The Georgia Straight outlived the underground movement, evolving into an alternative weekly still published today; Fifth Estate survives as an anarchist magazine. Most others died with the era. Given the nature of alternative journalism as a subculture, some staff members from underground newspapers became staff on the newer alternative weeklies, even though there was seldom institutional continuity with management or ownership. An example is the transition in Denver from the underground Chinook, to Straight Creek Journal, to Westword [2], an alternative weekly still in publication. Some underground and alternative reporters, cartoonists, and artists moved on to work in corporate media or in academia.

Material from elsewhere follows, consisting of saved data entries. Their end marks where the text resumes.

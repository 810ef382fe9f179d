//! UseCase: ルーム詳細取得（読み取り専用）

use std::sync::Arc;

use crate::domain::{Client, Language, RoomId, RoomRepository};

use super::error::GetRoomDetailError;

/// ルームの参加者と言語
#[derive(Debug, Clone, PartialEq, Eq)]
pub struct RoomDetail {
    pub room_id: RoomId,
    /// 参加順
    pub members: Vec<Client>,
    pub languages: Vec<Language>,
}

pub struct GetRoomDetailUseCase {
    repository: Arc<dyn RoomRepository>,
}

impl GetRoomDetailUseCase {
    pub fn new(repository: Arc<dyn RoomRepository>) -> Self {
        Self { repository }
    }

    pub async fn execute(&self, room_id: String) -> Result<RoomDetail, GetRoomDetailError> {
        let room_id = RoomId::new(room_id)
            .map_err(|e| GetRoomDetailError::InvalidRoomId(e.to_string()))?;

        let members = self.repository.members(&room_id).await;
        if members.is_empty() {
            return Err(GetRoomDetailError::RoomNotFound);
        }
        let languages = self
            .repository
            .languages_in_room(&room_id)
            .await
            .into_iter()
            .collect();

        Ok(RoomDetail {
            room_id,
            members,
            languages,
        })
    }
}
//! Relay statistics
//!
//! Read-only side channel for the health endpoint. Counters only ever grow.

use std::sync::atomic::{AtomicU64, Ordering};

/// Counters shared by the translation cache and the relay use cases
#[derive(Debug, Default)]
pub struct RelayStats {
    cache_hits: AtomicU64,
    cache_misses: AtomicU64,
    translation_failures: AtomicU64,
    messages_relayed: AtomicU64,
}

/// Point-in-time copy of [`RelayStats`]
#[derive(Debug, Clone, Copy, PartialEq, Eq, Default)]
pub struct StatsSnapshot {
    pub cache_hits: u64,
    pub cache_misses: u64,
    pub translation_failures: u64,
    pub messages_relayed: u64,
}

impl RelayStats {
    pub fn new() -> Self {
        Self::default()
    }

    pub fn record_cache_hit(&self) {
        self.cache_hits.fetch_add(1, Ordering::Relaxed);
    }

    pub fn record_cache_miss(&self) {
        self.cache_misses.fetch_add(1, Ordering::Relaxed);
    }

    pub fn record_translation_failure(&self) {
        self.translation_failures.fetch_add(1, Ordering::Relaxed);
    }

    pub fn record_message_relayed(&self) {
        self.messages_relayed.fetch_add(1, Ordering::Relaxed);
    }

    pub fn snapshot(&self) -> StatsSnapshot {
        StatsSnapshot {
            cache_hits: self.cache_hits.load(Ordering::Relaxed),
            cache_misses: self.cache_misses.load(Ordering::Relaxed),
            translation_failures: self.translation_failures.load(Ordering::Relaxed),
            messages_relayed: self.messages_relayed.load(Ordering::Relaxed),
        }
    }
}

#[cfg(test)]
mod tests {
    use super::*;

    #[test]
    fn test_snapshot_reflects_recorded_events() {
        // テスト項目: 記録したイベント数がスナップショットに反映される
        // given (前提条件):
        let stats = RelayStats::new();

        // when (操作):
        stats.record_cache_hit();
        stats.record_cache_hit();
        stats.record_cache_miss();
        stats.record_translation_failure();
        stats.record_message_relayed();
        let snapshot = stats.snapshot();

        // then (期待する結果):
        assert_eq!(
            snapshot,
            StatsSnapshot {
                cache_hits: 2,
                cache_misses: 1,
                translation_failures: 1,
                messages_relayed: 1,
            }
        );
    }
}
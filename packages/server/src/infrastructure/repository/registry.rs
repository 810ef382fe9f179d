//! Room Registry 実装
//!
//! ドメイン層が定義する RoomRepository trait の具体的な実装。
//!
//! ## ミラーと永続ストア
//!
//! 参加・退出は、まずプロセス内のミラーに書き込み（ロックはこの書き込みの間だけ保持）、
//! その後で永続ストアにベストエフォートで書き込みます。ストアのエラーはログに残すだけで
//! 呼び出し側には返しません。
//!
//! 正はミラーで、`languages_in_room` は常にミラーの参加者から言語集合を作ります。
//! ストアの読み出しは写しの検査にだけ使い、障害中に取りこぼした退出などでミラーと
//! 食い違っていれば、到達できた時点でミラーの内容で書き戻します。

use std::{
    collections::{BTreeSet, HashMap},
    sync::Arc,
};

use async_trait::async_trait;
use tokio::sync::Mutex;
use tsuyaku_shared::time::Clock;

use crate::domain::{
    Client, ClientId, DisplayName, Language, MembershipStore, RegistryError, RoomId,
    RoomRepository, Timestamp,
};

/// プロセス内のミラー
#[derive(Default)]
struct Mirror {
    /// room_id -> 参加順のクライアント
    rooms: HashMap<RoomId, Vec<Client>>,
    /// client_id -> 所属ルーム
    index: HashMap<ClientId, RoomId>,
}

/// ルーム参加状態の唯一の所有者
pub struct RoomRegistry {
    mirror: Mutex<Mirror>,
    store: Arc<dyn MembershipStore>,
    clock: Arc<dyn Clock>,
}

impl RoomRegistry {
    pub fn new(store: Arc<dyn MembershipStore>, clock: Arc<dyn Clock>) -> Self {
        Self {
            mirror: Mutex::new(Mirror::default()),
            store,
            clock,
        }
    }

    /// ストアの写しがミラーと食い違っていれば書き戻す
    async fn reconcile(
        &self,
        room_id: &RoomId,
        members: &[Client],
        languages: &BTreeSet<Language>,
    ) {
        let durable = match self.store.room_languages(room_id).await {
            Ok(durable) => durable,
            Err(e) => {
                tracing::warn!(
                    "Durable store unavailable, skipping sync for room '{}': {}",
                    room_id,
                    e
                );
                return;
            }
        };
        if &durable == languages {
            return;
        }

        tracing::info!(
            "Durable languages for room '{}' diverge from mirror ({:?} vs {:?}), rewriting",
            room_id,
            durable,
            languages
        );
        if let Err(e) = self.store.replace_room(room_id, members).await {
            tracing::warn!("Failed to rewrite durable room '{}': {}", room_id, e);
        }
    }
}

#[async_trait]
impl RoomRepository for RoomRegistry {
    async fn join(
        &self,
        room_id: RoomId,
        client_id: ClientId,
        display_name: DisplayName,
        language: Language,
    ) -> Result<Client, RegistryError> {
        let client = Client::new(
            client_id,
            room_id,
            display_name,
            language,
            Timestamp::new(self.clock.now_millis()),
        );

        // 1. ミラーに書き込み
        {
            let mut mirror = self.mirror.lock().await;
            if let Some(existing_room) = mirror.index.get(&client.id) {
                return Err(RegistryError::AlreadyJoined {
                    client_id: client.id.as_str().to_string(),
                    room_id: existing_room.as_str().to_string(),
                });
            }
            mirror
                .index
                .insert(client.id.clone(), client.room_id.clone());
            mirror
                .rooms
                .entry(client.room_id.clone())
                .or_default()
                .push(client.clone());
        }

        // 2. 永続ストアにベストエフォートで書き込み
        if let Err(e) = self.store.add_member(&client).await {
            tracing::warn!(
                "Durable store unavailable, '{}' tracked in mirror only: {}",
                client.id,
                e
            );
        }

        tracing::debug!(
            "Client '{}' joined room '{}' ({})",
            client.id,
            client.room_id,
            client.language
        );
        Ok(client)
    }

    async fn leave(&self, client_id: &ClientId) -> Option<Client> {
        let removed = {
            let mut mirror = self.mirror.lock().await;
            let room_id = mirror.index.remove(client_id)?;
            let mut removed = None;
            let mut room_is_empty = false;
            if let Some(members) = mirror.rooms.get_mut(&room_id) {
                if let Some(pos) = members.iter().position(|c| &c.id == client_id) {
                    removed = Some(members.remove(pos));
                }
                room_is_empty = members.is_empty();
            }
            if room_is_empty {
                mirror.rooms.remove(&room_id);
                tracing::info!("Room '{}' is empty and was discarded", room_id);
            }
            removed
        }?;

        if let Err(e) = self
            .store
            .remove_member(&removed.room_id, &removed.id)
            .await
        {
            tracing::warn!(
                "Durable store unavailable, '{}' removed from mirror only: {}",
                removed.id,
                e
            );
        }

        Some(removed)
    }

    async fn languages_in_room(&self, room_id: &RoomId) -> BTreeSet<Language> {
        let members = self.members(room_id).await;
        let languages: BTreeSet<Language> = members.iter().map(|c| c.language).collect();
        self.reconcile(room_id, &members, &languages).await;
        languages
    }

    async fn members(&self, room_id: &RoomId) -> Vec<Client> {
        let mirror = self.mirror.lock().await;
        mirror.rooms.get(room_id).cloned().unwrap_or_default()
    }

    async fn find_client(&self, client_id: &ClientId) -> Option<Client> {
        let mirror = self.mirror.lock().await;
        let room_id = mirror.index.get(client_id)?;
        mirror
            .rooms
            .get(room_id)?
            .iter()
            .find(|c| &c.id == client_id)
            .cloned()
    }

    async fn count_rooms(&self) -> usize {
        self.mirror.lock().await.rooms.len()
    }

    async fn count_clients(&self) -> usize {
        self.mirror.lock().await.index.len()
    }
}
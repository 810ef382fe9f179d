//! Translation pipeline
//!
//! `TranslationCache` (persistent tier → local FIFO tier) → `TranslatorClient`
//! (rate limit + timeout) → `TranslationProvider` (upstream).

pub mod anthropic;
pub mod cache;
pub mod client;
pub mod rate_limit;

pub use anthropic::{AnthropicConfig, AnthropicProvider, UnavailableProvider};
pub use cache::TranslationCache;
pub use client::TranslatorClient;
pub use rate_limit::RateLimiter;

Ray Mungo, in his classic account of the American underground press, Famous Long Ago, gave a cynical account of the origins of the typical underground newspaper: "Lots of radicals will give you a very precise line about why their little newspaper was started and what needs it fulfills and most of that stuff is bull. You see, the point is they've got nothing to do and the prospect of holding a straight job is so dreary that they join 'the movement' and start hitting up people for money to live, on the premise that they're involved in critical social change blah blah blah."